» **AIM OF THE EXERCISE**: Every entry that follows should be output again, word for word.

» **DATA TO EXAMINE**:
+===+

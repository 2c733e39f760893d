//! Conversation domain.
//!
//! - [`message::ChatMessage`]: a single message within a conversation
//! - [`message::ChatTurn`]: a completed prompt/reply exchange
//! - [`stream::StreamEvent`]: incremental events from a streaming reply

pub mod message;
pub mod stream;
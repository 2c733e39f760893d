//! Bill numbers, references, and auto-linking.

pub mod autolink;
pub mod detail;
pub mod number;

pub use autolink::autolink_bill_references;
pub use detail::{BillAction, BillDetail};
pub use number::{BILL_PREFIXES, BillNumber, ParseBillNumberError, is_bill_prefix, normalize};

+===+

» **SOLVED EXERCISE**:
repository 2c733e39f760893d
//! Conversation domain.
//!
//! - [`message::ChatMessage`]: a single message within a conversation
//! - [`message::ChatTurn`]: a completed prompt/reply exchange
//! - [`stream::StreamEvent`]: incremental events from a streaming reply

pub mod message;
pub mod stream;
repository 2c733e39f760893d
//! Bill numbers, references, and auto-linking.

pub mod autolink;
pub mod detail;
pub mod number;

pub use autolink::autolink_bill_references;
pub use detail::{BillAction, BillDetail};
pub use number::{BILL_PREFIXES, BillNumber, ParseBillNumberError, is_bill_prefix, normalize};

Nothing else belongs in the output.